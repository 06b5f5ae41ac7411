//! Taxonomy sources
//!
//! A source produces the raw JSON text; [`TaxonomySource::load`] parses it.
//! Loading is the only asynchronous step in the pipeline.

use crate::error::{TaxonomyError, TaxonomyResult};
use crate::model::TaxonomyDocument;
use async_trait::async_trait;
use std::path::{Path, PathBuf};

/// Something that can fetch a taxonomy document
#[async_trait]
pub trait TaxonomySource: Send + Sync {
    /// Short description used in diagnostics
    fn describe(&self) -> String;

    /// Fetch the raw JSON text
    async fn fetch(&self) -> TaxonomyResult<String>;

    /// Fetch and validate
    async fn load(&self) -> TaxonomyResult<TaxonomyDocument> {
        let text = self.fetch().await?;
        let doc = TaxonomyDocument::parse(&text)?;
        tracing::debug!(
            source = %self.describe(),
            stages = doc.stage_count(),
            substages = doc.substage_count(),
            tools = doc.tool_count(),
            "taxonomy loaded"
        );
        Ok(doc)
    }
}

/// Reads a JSON file from the local filesystem
#[derive(Debug, Clone)]
pub struct FileSource {
    path: PathBuf,
}

impl FileSource {
    /// Source for a file path
    pub fn new(path: impl Into<PathBuf>) -> Self {
        Self { path: path.into() }
    }

    /// File path
    #[inline]
    #[must_use]
    pub fn path(&self) -> &Path {
        &self.path
    }
}

#[async_trait]
impl TaxonomySource for FileSource {
    fn describe(&self) -> String {
        format!("file:{}", self.path.display())
    }

    async fn fetch(&self) -> TaxonomyResult<String> {
        tokio::fs::read_to_string(&self.path)
            .await
            .map_err(|e| TaxonomyError::io_error(&self.path, e))
    }
}

/// In-memory JSON text (embedded data, tests)
#[derive(Debug, Clone)]
pub struct StaticSource {
    name: String,
    text: String,
}

impl StaticSource {
    /// Source returning the given text
    pub fn new(name: impl Into<String>, text: impl Into<String>) -> Self {
        Self {
            name: name.into(),
            text: text.into(),
        }
    }
}

#[async_trait]
impl TaxonomySource for StaticSource {
    fn describe(&self) -> String {
        format!("static:{}", self.name)
    }

    async fn fetch(&self) -> TaxonomyResult<String> {
        Ok(self.text.clone())
    }
}
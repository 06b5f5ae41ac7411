//! Testing utilities for the lifecycle workspace
//!
//! Shared fixtures, proptest strategies and fake sources.

#![allow(missing_docs)]

use async_trait::async_trait;
use lifecycle_taxonomy::{SubstageRecord, TaxonomyDocument, TaxonomyError, TaxonomyResult, TaxonomySource};
use proptest::prelude::*;

/// Bundled sample dataset
pub const SAMPLE_JSON: &str = include_str!("../../../data/lifecycle_data.json");

/// Stage count of [`SAMPLE_JSON`]
pub const SAMPLE_STAGES: usize = 7;
/// Substage count of [`SAMPLE_JSON`]
pub const SAMPLE_SUBSTAGES: usize = 15;
/// Non-empty tool count of [`SAMPLE_JSON`]
pub const SAMPLE_TOOLS: usize = 31;

pub fn sample_document() -> TaxonomyDocument {
    TaxonomyDocument::parse(SAMPLE_JSON).unwrap()
}

/// Two stages, PLAN then COLLECT, with placeholder tools
pub fn plan_collect_document() -> TaxonomyDocument {
    TaxonomyDocument::new()
        .with_stage(
            "PLAN",
            vec![
                SubstageRecord::new("Data Management Planning", Some("Write the plan".into()), ["DMPTool", "", ""]),
                SubstageRecord::new("Ethics", None, Vec::<String>::new()),
            ],
        )
        .with_stage(
            "COLLECT",
            vec![SubstageRecord::new("Acquisition", Some("Gather data".into()), ["REDCap", "ODK"])],
        )
}

/// Source whose fetch always fails, like a rejected network request
#[derive(Debug, Clone, Default)]
pub struct FailingSource;

#[async_trait]
impl TaxonomySource for FailingSource {
    fn describe(&self) -> String {
        "failing:network".to_string()
    }

    async fn fetch(&self) -> TaxonomyResult<String> {
        Err(TaxonomyError::fetch(self.describe(), "simulated network error"))
    }
}

fn arb_tool() -> impl Strategy<Value = String> {
    prop_oneof![
        1 => Just(String::new()),
        3 => "[A-Za-z][A-Za-z0-9 ]{0,8}",
    ]
}

fn arb_record() -> impl Strategy<Value = SubstageRecord> {
    (
        "[A-Za-z][a-z ]{0,10}",
        proptest::option::of("[a-z ]{0,20}"),
        proptest::collection::vec(arb_tool(), 0..5),
    )
        .prop_map(|(name, description, tools)| SubstageRecord::new(name, description, tools))
}

/// Arbitrary taxonomy with unique stage names `S0..Sn`
pub fn arb_document() -> impl Strategy<Value = TaxonomyDocument> {
    proptest::collection::vec(proptest::collection::vec(arb_record(), 0..5), 0..6).prop_map(|stages| {
        stages
            .into_iter()
            .enumerate()
            .fold(TaxonomyDocument::new(), |doc, (i, records)| doc.with_stage(format!("S{i}"), records))
    })
}
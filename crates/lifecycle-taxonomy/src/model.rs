//! Taxonomy document model
//!
//! The on-disk shape is a JSON object mapping stage names to ordered lists of
//! substage records:
//!
//! ```json
//! { "PLAN": [ { "substage": "Data management plan",
//!               "description": "...",
//!               "tools": ["DMPTool", ""] } ] }
//! ```
//!
//! Parsing goes through [`serde_json::Value`] so that shape errors are
//! reported with a [`RecordLocation`] instead of a bare line/column.

use crate::error::{MalformedReason, RecordLocation, TaxonomyError, TaxonomyResult};
use indexmap::IndexMap;
use serde::{Deserialize, Serialize};
use serde_json::{Map, Value};
use std::str::FromStr;

/// One substage entry under a stage
#[derive(Debug, Clone, PartialEq, Eq, Serialize, Deserialize)]
pub struct SubstageRecord {
    /// Substage name
    pub substage: String,
    /// Free-text description
    #[serde(default, skip_serializing_if = "Option::is_none")]
    pub description: Option<String>,
    /// Tool names as they appear in the source, placeholders included
    pub tools: Vec<String>,
}

impl SubstageRecord {
    /// Create a record
    pub fn new(
        substage: impl Into<String>,
        description: Option<String>,
        tools: impl IntoIterator<Item = impl Into<String>>,
    ) -> Self {
        Self {
            substage: substage.into(),
            description,
            tools: tools.into_iter().map(Into::into).collect(),
        }
    }

    /// Tool names with empty placeholders removed
    pub fn non_empty_tools(&self) -> impl Iterator<Item = &str> {
        self.tools.iter().map(String::as_str).filter(|t| !t.is_empty())
    }
}

/// Whole taxonomy: stage name → substage records, in document order
#[derive(Debug, Clone, Default, PartialEq, Eq, Serialize, Deserialize)]
#[serde(transparent)]
pub struct TaxonomyDocument {
    stages: IndexMap<String, Vec<SubstageRecord>>,
}

impl TaxonomyDocument {
    /// Empty document
    #[inline]
    #[must_use]
    pub fn new() -> Self {
        Self::default()
    }

    /// Append a stage (builder style)
    #[must_use]
    pub fn with_stage(mut self, name: impl Into<String>, records: Vec<SubstageRecord>) -> Self {
        self.stages.insert(name.into(), records);
        self
    }

    /// Parse and validate JSON text
    pub fn parse(text: &str) -> TaxonomyResult<Self> {
        let value: Value = serde_json::from_str(text)?;
        Self::from_value(&value)
    }

    /// Validate an already-parsed JSON value
    pub fn from_value(value: &Value) -> TaxonomyResult<Self> {
        let root = value.as_object().ok_or_else(|| {
            TaxonomyError::malformed(RecordLocation::root(), wrong_type("object", value))
        })?;

        let mut stages = IndexMap::with_capacity(root.len());
        for (stage, records) in root {
            let list = records.as_array().ok_or_else(|| {
                TaxonomyError::malformed(RecordLocation::stage(stage), wrong_type("array", records))
            })?;
            let parsed = list
                .iter()
                .enumerate()
                .map(|(idx, record)| parse_record(stage, idx, record))
                .collect::<TaxonomyResult<Vec<_>>>()?;
            stages.insert(stage.clone(), parsed);
        }

        Ok(Self { stages })
    }

    /// Serialize back to pretty JSON
    pub fn to_json_pretty(&self) -> TaxonomyResult<String> {
        Ok(serde_json::to_string_pretty(self)?)
    }

    /// Stages in document order
    pub fn stages(&self) -> impl Iterator<Item = (&str, &[SubstageRecord])> {
        self.stages.iter().map(|(k, v)| (k.as_str(), v.as_slice()))
    }

    /// Stage names in document order
    pub fn stage_names(&self) -> impl Iterator<Item = &str> {
        self.stages.keys().map(String::as_str)
    }

    /// Records for one stage
    #[must_use]
    pub fn stage(&self, name: &str) -> Option<&[SubstageRecord]> {
        self.stages.get(name).map(Vec::as_slice)
    }

    /// Number of stages
    #[inline]
    #[must_use]
    pub fn stage_count(&self) -> usize {
        self.stages.len()
    }

    /// Number of substage records across all stages
    #[must_use]
    pub fn substage_count(&self) -> usize {
        self.stages.values().map(Vec::len).sum()
    }

    /// Number of non-empty tool names across all substages
    #[must_use]
    pub fn tool_count(&self) -> usize {
        self.stages
            .values()
            .flatten()
            .map(|r| r.non_empty_tools().count())
            .sum()
    }

    /// True if there are no stages
    #[inline]
    #[must_use]
    pub fn is_empty(&self) -> bool {
        self.stages.is_empty()
    }
}

impl FromStr for TaxonomyDocument {
    type Err = TaxonomyError;

    fn from_str(s: &str) -> Result<Self, Self::Err> {
        Self::parse(s)
    }
}

fn parse_record(stage: &str, idx: usize, value: &Value) -> TaxonomyResult<SubstageRecord> {
    let loc = RecordLocation::record(stage, idx);
    let obj = value
        .as_object()
        .ok_or_else(|| TaxonomyError::malformed(loc.clone(), wrong_type("object", value)))?;

    let substage = required_string(obj, &loc, "substage")?;
    let description = match obj.get("description") {
        None | Some(Value::Null) => None,
        Some(Value::String(s)) => Some(s.clone()),
        Some(other) => {
            return Err(TaxonomyError::malformed(
                loc.with_field("description"),
                wrong_type("string", other),
            ))
        }
    };

    let tools_value = obj.get("tools").ok_or_else(|| {
        TaxonomyError::malformed(
            loc.clone().with_field("tools"),
            MalformedReason::MissingField("tools"),
        )
    })?;
    let entries = tools_value.as_array().ok_or_else(|| {
        TaxonomyError::malformed(loc.clone().with_field("tools"), wrong_type("array", tools_value))
    })?;

    let mut tools = Vec::with_capacity(entries.len());
    for (t, entry) in entries.iter().enumerate() {
        match entry {
            // null is a placeholder in hand-edited data, same as ""
            Value::Null => tools.push(String::new()),
            Value::String(s) => tools.push(s.clone()),
            other => {
                return Err(TaxonomyError::malformed(
                    loc.clone().with_field("tools").with_tool(t),
                    wrong_type("string", other),
                ))
            }
        }
    }

    Ok(SubstageRecord {
        substage,
        description,
        tools,
    })
}

fn required_string(
    obj: &Map<String, Value>,
    loc: &RecordLocation,
    field: &'static str,
) -> TaxonomyResult<String> {
    match obj.get(field) {
        Some(Value::String(s)) => Ok(s.clone()),
        Some(other) => Err(TaxonomyError::malformed(
            loc.clone().with_field(field),
            wrong_type("string", other),
        )),
        None => Err(TaxonomyError::malformed(
            loc.clone().with_field(field),
            MalformedReason::MissingField(field),
        )),
    }
}

fn wrong_type(expected: &'static str, found: &Value) -> MalformedReason {
    MalformedReason::WrongType {
        expected,
        found: json_type_name(found),
    }
}

fn json_type_name(value: &Value) -> &'static str {
    match value {
        Value::Null => "null",
        Value::Bool(_) => "boolean",
        Value::Number(_) => "number",
        Value::String(_) => "string",
        Value::Array(_) => "array",
        Value::Object(_) => "object",
    }
}

#[cfg(test)]
mod tests {
    use super::*;
    use pretty_assertions::assert_eq;

    #[test]
    fn parses_in_document_order() {
        let doc = TaxonomyDocument::parse(
            r#"{"PLAN": [], "COLLECT": [], "ANALYZE": []}"#,
        )
        .unwrap();
        let names: Vec<_> = doc.stage_names().collect();
        assert_eq!(names, vec!["PLAN", "COLLECT", "ANALYZE"]);
    }

    #[test]
    fn keeps_placeholders_but_counts_only_real_tools() {
        let doc = TaxonomyDocument::parse(
            r#"{"PLAN": [{"substage": "DMP", "description": "d", "tools": ["X", "", null]}]}"#,
        )
        .unwrap();
        let record = &doc.stage("PLAN").unwrap()[0];
        assert_eq!(record.tools.len(), 3);
        assert_eq!(record.non_empty_tools().collect::<Vec<_>>(), vec!["X"]);
        assert_eq!(doc.tool_count(), 1);
    }

    #[test]
    fn description_is_optional() {
        let doc = TaxonomyDocument::parse(r#"{"PLAN": [{"substage": "DMP", "tools": []}]}"#).unwrap();
        assert_eq!(doc.stage("PLAN").unwrap()[0].description, None);
    }

    #[test]
    fn missing_tools_is_malformed() {
        let err = TaxonomyDocument::parse(r#"{"PLAN": [{"substage": "DMP", "description": "d"}]}"#)
            .unwrap_err();
        match err {
            TaxonomyError::Malformed { location, reason } => {
                assert_eq!(location, RecordLocation::record("PLAN", 0).with_field("tools"));
                assert_eq!(reason, MalformedReason::MissingField("tools"));
            }
            other => panic!("unexpected error: {other}"),
        }
    }

    #[test]
    fn non_string_name_is_malformed() {
        let err = TaxonomyDocument::parse(r#"{"PLAN": [{"substage": 7, "tools": []}]}"#).unwrap_err();
        assert!(err.is_malformed());
        assert!(err.to_string().contains("expected string, found number"));
    }

    #[test]
    fn non_string_tool_is_malformed() {
        let err = TaxonomyDocument::parse(r#"{"PLAN": [{"substage": "a", "tools": ["x", 3]}]}"#)
            .unwrap_err();
        assert!(err.to_string().contains("field 'tools'[1]"));
    }

    #[test]
    fn stage_value_must_be_array() {
        let err = TaxonomyDocument::parse(r#"{"PLAN": {"substage": "a"}}"#).unwrap_err();
        match err {
            TaxonomyError::Malformed { location, reason } => {
                assert_eq!(location, RecordLocation::stage("PLAN"));
                assert_eq!(
                    reason,
                    MalformedReason::WrongType {
                        expected: "array",
                        found: "object"
                    }
                );
            }
            other => panic!("unexpected error: {other}"),
        }
    }

    #[test]
    fn tools_must_be_array() {
        let err = TaxonomyDocument::parse(r#"{"PLAN": [{"substage": "a", "tools": "REDCap"}]}"#)
            .unwrap_err();
        match err {
            TaxonomyError::Malformed { location, reason } => {
                assert_eq!(location, RecordLocation::record("PLAN", 0).with_field("tools"));
                assert_eq!(
                    reason,
                    MalformedReason::WrongType {
                        expected: "array",
                        found: "string"
                    }
                );
            }
            other => panic!("unexpected error: {other}"),
        }
    }

    #[test]
    fn root_must_be_object() {
        let err = TaxonomyDocument::parse("[1, 2]").unwrap_err();
        assert!(err.is_malformed());
        assert!(err.to_string().starts_with("malformed taxonomy at document root"));
    }

    #[test]
    fn invalid_json_is_syntax_error() {
        let err = TaxonomyDocument::parse("{ not json").unwrap_err();
        assert!(matches!(err, TaxonomyError::Syntax(_)));
    }

    #[test]
    fn builder_and_json_agree() {
        let built = TaxonomyDocument::new().with_stage(
            "SHARE",
            vec![SubstageRecord::new("Publish", Some("Deposit".into()), ["Zenodo"])],
        );
        let json = built.to_json_pretty().unwrap();
        assert_eq!(TaxonomyDocument::parse(&json).unwrap(), built);
    }
}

ABOUT THIS EXERCISE
Go through the records and gather the lines that hold "enumerate".

RESPONSE FOR THIS EXERCISE
            .enumerate()
                .enumerate()
    for (t, entry) in entries.iter().enumerate() {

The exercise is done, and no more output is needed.